HOW TO COMPLETE THIS TASK: Check every line of the data for the word "trait", and copy those that have it.

(Stored data entries)
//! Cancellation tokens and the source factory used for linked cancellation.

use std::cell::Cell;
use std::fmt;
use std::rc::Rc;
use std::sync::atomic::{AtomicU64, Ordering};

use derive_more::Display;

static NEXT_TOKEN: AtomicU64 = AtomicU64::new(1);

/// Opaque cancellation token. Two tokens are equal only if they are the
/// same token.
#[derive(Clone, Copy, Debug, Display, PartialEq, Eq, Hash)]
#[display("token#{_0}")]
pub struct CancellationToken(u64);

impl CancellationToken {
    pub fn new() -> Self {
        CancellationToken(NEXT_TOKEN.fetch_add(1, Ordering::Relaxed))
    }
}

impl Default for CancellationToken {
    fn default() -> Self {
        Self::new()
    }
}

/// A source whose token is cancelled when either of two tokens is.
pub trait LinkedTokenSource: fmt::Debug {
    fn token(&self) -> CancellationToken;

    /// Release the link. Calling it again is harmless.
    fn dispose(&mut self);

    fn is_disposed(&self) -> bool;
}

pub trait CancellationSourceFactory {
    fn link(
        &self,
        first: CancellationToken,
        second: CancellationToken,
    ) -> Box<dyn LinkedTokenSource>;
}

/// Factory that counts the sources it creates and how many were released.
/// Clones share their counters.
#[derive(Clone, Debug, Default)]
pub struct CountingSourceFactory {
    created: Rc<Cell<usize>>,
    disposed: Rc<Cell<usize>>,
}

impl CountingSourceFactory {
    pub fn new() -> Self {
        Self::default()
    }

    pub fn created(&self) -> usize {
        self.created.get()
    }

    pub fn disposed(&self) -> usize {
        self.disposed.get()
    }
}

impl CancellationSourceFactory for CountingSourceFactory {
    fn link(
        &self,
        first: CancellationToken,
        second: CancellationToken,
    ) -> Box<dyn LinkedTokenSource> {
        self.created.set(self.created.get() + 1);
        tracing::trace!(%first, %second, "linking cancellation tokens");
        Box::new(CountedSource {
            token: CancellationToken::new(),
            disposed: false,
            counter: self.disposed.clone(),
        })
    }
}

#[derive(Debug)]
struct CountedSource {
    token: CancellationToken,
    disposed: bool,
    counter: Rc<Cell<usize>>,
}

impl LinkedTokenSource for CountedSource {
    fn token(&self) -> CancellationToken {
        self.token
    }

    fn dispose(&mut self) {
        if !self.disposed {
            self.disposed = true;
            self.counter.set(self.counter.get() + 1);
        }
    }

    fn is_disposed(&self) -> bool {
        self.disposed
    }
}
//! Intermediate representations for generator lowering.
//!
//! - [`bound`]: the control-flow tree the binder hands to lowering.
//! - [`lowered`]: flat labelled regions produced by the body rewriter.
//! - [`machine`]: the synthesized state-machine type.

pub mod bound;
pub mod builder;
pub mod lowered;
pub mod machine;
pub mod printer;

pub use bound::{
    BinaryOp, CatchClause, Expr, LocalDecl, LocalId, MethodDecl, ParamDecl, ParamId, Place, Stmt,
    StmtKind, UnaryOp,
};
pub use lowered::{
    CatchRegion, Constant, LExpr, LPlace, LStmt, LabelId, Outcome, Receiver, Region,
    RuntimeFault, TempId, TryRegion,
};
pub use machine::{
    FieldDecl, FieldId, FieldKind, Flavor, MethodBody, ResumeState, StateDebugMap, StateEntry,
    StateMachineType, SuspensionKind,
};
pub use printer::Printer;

==

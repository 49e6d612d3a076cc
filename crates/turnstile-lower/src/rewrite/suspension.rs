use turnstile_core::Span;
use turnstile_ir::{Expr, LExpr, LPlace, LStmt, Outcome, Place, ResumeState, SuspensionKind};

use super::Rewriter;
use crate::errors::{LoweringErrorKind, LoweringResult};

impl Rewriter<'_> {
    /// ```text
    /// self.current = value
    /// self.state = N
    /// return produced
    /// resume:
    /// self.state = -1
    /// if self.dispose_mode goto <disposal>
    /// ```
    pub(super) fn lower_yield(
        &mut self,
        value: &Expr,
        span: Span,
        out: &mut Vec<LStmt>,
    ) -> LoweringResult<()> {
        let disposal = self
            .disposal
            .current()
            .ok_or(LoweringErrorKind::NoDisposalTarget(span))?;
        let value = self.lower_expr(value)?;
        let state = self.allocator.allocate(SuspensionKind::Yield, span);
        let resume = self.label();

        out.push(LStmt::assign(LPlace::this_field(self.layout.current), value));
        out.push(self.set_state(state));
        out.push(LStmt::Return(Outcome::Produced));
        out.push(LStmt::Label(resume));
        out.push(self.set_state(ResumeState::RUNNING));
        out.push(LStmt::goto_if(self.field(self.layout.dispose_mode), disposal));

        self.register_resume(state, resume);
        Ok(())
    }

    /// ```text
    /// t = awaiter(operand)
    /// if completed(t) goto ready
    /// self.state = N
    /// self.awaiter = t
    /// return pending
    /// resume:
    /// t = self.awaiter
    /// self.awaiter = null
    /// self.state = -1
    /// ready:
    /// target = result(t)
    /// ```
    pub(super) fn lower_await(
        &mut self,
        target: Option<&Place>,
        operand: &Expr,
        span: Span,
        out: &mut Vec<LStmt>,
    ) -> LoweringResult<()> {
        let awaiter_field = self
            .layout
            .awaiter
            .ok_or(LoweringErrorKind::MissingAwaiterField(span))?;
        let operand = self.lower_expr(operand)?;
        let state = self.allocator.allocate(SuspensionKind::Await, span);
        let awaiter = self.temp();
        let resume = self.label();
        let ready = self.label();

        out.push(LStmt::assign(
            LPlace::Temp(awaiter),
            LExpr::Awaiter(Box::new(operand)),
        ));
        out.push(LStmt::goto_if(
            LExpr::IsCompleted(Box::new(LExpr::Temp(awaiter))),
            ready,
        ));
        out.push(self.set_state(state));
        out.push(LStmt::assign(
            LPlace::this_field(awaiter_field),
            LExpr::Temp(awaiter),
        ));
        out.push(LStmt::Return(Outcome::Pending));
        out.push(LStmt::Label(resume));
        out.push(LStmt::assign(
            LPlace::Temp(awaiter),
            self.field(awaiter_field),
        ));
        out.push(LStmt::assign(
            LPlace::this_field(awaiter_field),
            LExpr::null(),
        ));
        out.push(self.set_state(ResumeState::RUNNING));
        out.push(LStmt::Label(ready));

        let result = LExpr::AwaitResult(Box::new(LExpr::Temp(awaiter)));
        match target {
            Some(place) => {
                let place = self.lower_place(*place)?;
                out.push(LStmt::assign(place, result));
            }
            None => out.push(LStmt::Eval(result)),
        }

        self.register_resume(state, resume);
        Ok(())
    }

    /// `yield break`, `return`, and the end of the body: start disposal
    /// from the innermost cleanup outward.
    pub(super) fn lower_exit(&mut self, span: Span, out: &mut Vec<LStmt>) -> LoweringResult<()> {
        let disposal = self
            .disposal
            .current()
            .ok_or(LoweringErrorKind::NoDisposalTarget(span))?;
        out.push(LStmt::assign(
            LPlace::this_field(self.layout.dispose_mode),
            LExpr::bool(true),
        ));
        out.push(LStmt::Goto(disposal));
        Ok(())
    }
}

==

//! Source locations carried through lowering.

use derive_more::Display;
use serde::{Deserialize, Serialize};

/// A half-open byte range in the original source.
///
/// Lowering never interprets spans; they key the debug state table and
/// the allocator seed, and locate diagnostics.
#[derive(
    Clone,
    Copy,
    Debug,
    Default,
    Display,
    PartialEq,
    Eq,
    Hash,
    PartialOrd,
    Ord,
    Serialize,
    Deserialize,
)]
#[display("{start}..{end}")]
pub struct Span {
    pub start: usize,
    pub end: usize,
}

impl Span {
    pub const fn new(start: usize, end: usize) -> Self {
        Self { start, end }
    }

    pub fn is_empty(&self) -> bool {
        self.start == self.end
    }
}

YOUR SOLUTION:
pub trait LinkedTokenSource: fmt::Debug {
pub trait CancellationSourceFactory {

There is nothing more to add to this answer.